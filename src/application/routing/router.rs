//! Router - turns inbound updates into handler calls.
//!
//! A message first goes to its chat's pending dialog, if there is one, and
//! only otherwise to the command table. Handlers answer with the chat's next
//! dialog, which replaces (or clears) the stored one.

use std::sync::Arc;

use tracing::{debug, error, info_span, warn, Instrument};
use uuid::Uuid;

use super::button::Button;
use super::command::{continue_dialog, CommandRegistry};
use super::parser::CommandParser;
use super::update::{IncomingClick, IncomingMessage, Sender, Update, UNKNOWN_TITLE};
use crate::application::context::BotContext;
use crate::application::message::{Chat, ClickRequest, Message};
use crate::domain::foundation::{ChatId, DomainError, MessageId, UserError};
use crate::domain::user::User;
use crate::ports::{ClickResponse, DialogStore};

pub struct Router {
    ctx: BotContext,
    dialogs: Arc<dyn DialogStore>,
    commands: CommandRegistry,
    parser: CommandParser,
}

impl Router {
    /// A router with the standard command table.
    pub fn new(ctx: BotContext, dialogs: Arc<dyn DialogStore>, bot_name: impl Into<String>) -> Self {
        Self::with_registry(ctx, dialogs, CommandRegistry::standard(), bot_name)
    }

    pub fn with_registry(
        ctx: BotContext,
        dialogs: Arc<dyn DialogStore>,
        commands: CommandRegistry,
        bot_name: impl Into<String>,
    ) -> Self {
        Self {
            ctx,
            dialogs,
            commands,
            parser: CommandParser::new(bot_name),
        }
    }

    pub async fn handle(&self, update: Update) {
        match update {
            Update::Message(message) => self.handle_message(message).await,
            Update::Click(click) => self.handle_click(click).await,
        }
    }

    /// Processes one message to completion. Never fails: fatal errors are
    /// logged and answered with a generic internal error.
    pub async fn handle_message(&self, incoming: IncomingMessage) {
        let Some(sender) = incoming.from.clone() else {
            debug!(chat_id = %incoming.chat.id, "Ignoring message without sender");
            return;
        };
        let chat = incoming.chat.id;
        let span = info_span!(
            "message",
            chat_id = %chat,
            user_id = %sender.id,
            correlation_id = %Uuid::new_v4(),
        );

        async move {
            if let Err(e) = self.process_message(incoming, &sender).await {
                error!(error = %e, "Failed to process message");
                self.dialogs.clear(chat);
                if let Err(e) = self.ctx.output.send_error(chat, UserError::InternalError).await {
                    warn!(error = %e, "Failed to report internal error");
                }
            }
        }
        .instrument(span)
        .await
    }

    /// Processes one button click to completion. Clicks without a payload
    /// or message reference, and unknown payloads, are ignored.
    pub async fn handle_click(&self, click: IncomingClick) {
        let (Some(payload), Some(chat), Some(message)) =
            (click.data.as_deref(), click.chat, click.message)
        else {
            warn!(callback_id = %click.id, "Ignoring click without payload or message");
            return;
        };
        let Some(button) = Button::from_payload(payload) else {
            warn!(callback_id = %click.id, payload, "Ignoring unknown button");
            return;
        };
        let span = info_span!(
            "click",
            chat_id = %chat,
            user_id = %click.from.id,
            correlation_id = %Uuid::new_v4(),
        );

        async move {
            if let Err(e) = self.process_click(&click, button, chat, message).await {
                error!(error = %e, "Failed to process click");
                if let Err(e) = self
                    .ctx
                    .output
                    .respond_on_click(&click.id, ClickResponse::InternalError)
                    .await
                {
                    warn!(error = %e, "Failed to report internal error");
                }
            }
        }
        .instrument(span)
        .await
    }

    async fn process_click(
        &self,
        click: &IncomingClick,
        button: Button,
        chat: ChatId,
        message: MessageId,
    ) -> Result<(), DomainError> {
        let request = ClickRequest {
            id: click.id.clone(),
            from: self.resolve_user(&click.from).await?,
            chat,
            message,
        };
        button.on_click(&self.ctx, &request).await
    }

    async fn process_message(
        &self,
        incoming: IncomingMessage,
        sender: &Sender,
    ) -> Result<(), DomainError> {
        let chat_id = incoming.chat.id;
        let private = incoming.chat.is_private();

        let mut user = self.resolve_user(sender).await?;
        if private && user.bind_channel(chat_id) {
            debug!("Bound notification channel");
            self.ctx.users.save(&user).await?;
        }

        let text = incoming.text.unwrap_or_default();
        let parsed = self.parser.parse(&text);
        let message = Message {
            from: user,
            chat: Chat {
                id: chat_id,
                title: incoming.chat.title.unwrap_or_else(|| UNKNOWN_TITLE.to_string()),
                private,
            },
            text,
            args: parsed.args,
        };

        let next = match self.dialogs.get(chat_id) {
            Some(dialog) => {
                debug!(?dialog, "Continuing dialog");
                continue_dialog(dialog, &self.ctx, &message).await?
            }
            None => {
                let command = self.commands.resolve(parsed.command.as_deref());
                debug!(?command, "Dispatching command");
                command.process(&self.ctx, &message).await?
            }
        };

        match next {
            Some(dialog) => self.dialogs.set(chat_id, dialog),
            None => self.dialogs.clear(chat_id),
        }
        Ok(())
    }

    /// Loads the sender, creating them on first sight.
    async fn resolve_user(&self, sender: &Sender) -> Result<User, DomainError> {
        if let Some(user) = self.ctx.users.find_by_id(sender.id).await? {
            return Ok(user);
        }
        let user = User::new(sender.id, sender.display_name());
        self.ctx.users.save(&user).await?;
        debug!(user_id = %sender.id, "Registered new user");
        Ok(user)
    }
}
...
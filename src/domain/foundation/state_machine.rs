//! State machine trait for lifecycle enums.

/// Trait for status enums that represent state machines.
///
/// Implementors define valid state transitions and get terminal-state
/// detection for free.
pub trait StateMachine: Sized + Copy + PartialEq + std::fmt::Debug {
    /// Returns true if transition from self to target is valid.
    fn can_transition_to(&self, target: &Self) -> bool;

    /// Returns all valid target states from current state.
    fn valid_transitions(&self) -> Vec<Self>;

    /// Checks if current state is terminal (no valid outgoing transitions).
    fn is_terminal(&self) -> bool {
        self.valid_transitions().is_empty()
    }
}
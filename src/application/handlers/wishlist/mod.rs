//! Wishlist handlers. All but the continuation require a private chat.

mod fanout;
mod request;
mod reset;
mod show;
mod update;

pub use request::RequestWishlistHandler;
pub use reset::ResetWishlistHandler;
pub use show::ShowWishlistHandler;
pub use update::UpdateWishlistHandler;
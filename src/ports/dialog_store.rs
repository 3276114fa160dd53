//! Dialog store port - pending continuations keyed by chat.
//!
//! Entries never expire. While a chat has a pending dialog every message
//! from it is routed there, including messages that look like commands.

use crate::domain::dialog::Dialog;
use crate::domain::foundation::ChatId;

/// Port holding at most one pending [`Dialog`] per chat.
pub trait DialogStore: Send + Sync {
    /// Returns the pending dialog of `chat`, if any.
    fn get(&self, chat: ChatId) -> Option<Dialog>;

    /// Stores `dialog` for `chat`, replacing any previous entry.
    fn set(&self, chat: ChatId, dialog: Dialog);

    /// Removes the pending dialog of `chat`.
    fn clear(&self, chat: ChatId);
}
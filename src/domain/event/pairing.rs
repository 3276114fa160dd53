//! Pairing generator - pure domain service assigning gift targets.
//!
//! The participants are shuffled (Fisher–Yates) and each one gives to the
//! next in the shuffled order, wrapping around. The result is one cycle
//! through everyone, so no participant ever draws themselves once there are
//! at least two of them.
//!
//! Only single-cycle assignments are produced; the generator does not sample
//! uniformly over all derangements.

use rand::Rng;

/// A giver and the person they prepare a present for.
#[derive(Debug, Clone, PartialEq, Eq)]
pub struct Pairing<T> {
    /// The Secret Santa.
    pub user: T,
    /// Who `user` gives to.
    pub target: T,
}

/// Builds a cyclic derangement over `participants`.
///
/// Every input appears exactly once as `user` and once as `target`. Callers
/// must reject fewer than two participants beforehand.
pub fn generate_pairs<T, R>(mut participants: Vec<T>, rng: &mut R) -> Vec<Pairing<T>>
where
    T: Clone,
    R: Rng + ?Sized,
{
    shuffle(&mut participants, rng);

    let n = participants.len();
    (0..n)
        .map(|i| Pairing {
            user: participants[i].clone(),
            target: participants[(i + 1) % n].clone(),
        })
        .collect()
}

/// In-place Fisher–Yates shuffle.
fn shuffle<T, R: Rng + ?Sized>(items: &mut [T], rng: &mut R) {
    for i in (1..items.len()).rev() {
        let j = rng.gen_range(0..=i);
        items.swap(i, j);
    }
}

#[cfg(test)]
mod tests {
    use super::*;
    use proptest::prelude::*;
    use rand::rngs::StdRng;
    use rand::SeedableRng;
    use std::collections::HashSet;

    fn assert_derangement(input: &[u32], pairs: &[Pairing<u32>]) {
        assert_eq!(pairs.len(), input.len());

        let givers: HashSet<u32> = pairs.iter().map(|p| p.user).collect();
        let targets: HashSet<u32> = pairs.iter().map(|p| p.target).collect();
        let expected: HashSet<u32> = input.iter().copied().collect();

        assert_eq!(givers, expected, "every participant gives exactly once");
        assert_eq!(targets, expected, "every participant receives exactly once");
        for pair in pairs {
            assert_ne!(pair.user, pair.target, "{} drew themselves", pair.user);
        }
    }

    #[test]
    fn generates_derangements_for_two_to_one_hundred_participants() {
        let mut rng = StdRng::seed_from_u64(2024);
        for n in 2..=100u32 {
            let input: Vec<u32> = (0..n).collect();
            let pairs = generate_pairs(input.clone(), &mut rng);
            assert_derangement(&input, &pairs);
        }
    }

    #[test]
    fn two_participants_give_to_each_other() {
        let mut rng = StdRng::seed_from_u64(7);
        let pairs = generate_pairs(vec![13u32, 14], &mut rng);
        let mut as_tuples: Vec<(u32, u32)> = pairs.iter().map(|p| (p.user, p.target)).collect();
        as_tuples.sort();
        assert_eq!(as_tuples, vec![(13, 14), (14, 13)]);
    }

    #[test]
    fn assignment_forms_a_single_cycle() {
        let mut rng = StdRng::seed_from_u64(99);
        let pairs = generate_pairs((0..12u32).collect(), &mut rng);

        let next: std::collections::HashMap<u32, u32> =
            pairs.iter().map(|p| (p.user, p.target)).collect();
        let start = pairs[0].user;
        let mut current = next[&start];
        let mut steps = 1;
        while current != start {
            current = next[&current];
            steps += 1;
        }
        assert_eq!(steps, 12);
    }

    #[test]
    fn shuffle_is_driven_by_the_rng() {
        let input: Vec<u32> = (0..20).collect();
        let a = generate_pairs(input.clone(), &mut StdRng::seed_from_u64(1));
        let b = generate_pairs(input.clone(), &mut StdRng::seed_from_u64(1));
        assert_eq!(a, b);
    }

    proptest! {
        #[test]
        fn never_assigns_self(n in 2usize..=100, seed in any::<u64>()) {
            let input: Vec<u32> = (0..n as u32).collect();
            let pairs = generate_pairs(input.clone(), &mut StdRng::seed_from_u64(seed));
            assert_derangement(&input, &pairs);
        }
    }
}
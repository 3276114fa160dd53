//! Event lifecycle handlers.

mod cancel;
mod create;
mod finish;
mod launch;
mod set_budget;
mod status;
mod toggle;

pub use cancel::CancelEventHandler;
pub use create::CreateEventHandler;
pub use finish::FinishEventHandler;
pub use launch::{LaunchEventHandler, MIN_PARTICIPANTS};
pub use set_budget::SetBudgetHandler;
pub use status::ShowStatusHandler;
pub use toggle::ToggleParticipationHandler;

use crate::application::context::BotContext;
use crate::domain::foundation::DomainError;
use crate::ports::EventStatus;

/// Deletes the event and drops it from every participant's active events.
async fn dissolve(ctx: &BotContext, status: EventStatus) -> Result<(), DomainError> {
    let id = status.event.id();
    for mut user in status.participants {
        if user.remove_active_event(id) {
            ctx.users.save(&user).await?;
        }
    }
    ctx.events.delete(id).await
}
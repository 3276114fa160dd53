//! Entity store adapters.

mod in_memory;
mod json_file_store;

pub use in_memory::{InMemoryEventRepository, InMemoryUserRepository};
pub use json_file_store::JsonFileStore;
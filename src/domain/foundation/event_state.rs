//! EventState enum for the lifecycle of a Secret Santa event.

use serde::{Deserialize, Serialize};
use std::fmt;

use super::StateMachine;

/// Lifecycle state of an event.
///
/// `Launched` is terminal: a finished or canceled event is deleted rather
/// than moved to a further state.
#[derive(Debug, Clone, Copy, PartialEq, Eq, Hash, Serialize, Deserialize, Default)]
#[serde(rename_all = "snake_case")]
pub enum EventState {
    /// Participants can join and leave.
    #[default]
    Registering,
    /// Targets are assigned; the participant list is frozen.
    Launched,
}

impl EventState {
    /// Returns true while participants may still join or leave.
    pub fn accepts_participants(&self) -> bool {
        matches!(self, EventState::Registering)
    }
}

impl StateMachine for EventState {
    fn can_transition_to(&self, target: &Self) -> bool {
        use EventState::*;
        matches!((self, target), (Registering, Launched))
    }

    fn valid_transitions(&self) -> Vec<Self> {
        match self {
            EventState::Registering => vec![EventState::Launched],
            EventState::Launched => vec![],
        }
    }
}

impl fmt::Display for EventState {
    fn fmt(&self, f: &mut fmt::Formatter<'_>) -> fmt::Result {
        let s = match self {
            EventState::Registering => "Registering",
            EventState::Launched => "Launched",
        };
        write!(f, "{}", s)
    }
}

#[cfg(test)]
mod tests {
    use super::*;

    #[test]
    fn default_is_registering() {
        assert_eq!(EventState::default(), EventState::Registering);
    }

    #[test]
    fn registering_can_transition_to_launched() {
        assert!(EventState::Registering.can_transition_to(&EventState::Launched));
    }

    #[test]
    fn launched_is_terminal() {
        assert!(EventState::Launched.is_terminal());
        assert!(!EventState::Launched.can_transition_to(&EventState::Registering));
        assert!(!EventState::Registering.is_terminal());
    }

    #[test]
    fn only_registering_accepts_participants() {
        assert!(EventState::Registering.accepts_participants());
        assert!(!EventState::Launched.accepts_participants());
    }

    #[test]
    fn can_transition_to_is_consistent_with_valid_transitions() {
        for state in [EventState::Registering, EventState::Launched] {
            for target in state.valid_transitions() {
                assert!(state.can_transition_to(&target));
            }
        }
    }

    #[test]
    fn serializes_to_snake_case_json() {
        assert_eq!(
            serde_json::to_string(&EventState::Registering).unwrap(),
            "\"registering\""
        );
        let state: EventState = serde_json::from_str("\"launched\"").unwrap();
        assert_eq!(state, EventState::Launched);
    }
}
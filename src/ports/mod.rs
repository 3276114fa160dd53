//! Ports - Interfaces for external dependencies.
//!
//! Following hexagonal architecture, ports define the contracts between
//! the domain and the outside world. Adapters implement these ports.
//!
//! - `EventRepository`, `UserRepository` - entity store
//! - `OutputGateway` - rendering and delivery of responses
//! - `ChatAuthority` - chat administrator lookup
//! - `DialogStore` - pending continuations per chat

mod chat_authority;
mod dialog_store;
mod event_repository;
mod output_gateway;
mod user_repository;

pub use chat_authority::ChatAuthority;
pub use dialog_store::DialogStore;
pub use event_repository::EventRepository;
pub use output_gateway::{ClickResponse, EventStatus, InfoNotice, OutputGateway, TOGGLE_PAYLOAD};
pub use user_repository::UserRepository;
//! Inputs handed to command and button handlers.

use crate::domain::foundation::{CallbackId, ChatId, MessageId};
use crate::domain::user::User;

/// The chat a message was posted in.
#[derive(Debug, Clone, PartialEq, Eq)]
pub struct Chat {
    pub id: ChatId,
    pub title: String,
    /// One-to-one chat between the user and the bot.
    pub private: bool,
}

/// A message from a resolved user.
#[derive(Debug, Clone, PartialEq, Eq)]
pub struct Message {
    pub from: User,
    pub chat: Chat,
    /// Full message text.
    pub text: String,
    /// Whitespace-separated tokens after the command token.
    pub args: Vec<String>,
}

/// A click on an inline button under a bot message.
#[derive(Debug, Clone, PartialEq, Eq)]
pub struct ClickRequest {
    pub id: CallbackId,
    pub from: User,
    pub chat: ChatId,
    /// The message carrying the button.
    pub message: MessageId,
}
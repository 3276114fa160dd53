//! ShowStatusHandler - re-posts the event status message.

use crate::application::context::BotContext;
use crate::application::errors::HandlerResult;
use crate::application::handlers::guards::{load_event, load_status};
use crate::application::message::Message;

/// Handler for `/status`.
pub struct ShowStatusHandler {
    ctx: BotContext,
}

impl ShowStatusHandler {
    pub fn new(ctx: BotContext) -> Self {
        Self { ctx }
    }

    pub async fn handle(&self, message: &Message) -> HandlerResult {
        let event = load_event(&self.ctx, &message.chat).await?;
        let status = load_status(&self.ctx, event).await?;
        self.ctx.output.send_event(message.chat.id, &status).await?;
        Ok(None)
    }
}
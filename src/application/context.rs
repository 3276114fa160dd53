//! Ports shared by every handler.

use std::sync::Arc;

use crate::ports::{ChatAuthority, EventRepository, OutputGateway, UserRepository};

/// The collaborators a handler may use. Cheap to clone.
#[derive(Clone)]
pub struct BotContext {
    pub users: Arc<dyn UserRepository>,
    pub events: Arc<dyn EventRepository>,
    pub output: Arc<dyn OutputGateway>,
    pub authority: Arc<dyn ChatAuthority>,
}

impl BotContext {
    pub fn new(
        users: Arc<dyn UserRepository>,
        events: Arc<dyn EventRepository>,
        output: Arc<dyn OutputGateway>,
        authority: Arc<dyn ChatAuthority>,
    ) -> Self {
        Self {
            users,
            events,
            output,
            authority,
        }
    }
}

Exercise description
Output the lines above between the one holding "Event lifecycle handlers." and the one holding "participant's active events.", inclusive, with nothing before or after them.

Task solution
//! Event lifecycle handlers.

mod cancel;
mod create;
mod finish;
mod launch;
mod set_budget;
mod status;
mod toggle;

pub use cancel::CancelEventHandler;
pub use create::CreateEventHandler;
pub use finish::FinishEventHandler;
pub use launch::{LaunchEventHandler, MIN_PARTICIPANTS};
pub use set_budget::SetBudgetHandler;
pub use status::ShowStatusHandler;
pub use toggle::ToggleParticipationHandler;

use crate::application::context::BotContext;
use crate::domain::foundation::DomainError;
use crate::ports::EventStatus;

/// Deletes the event and drops it from every participant's active events.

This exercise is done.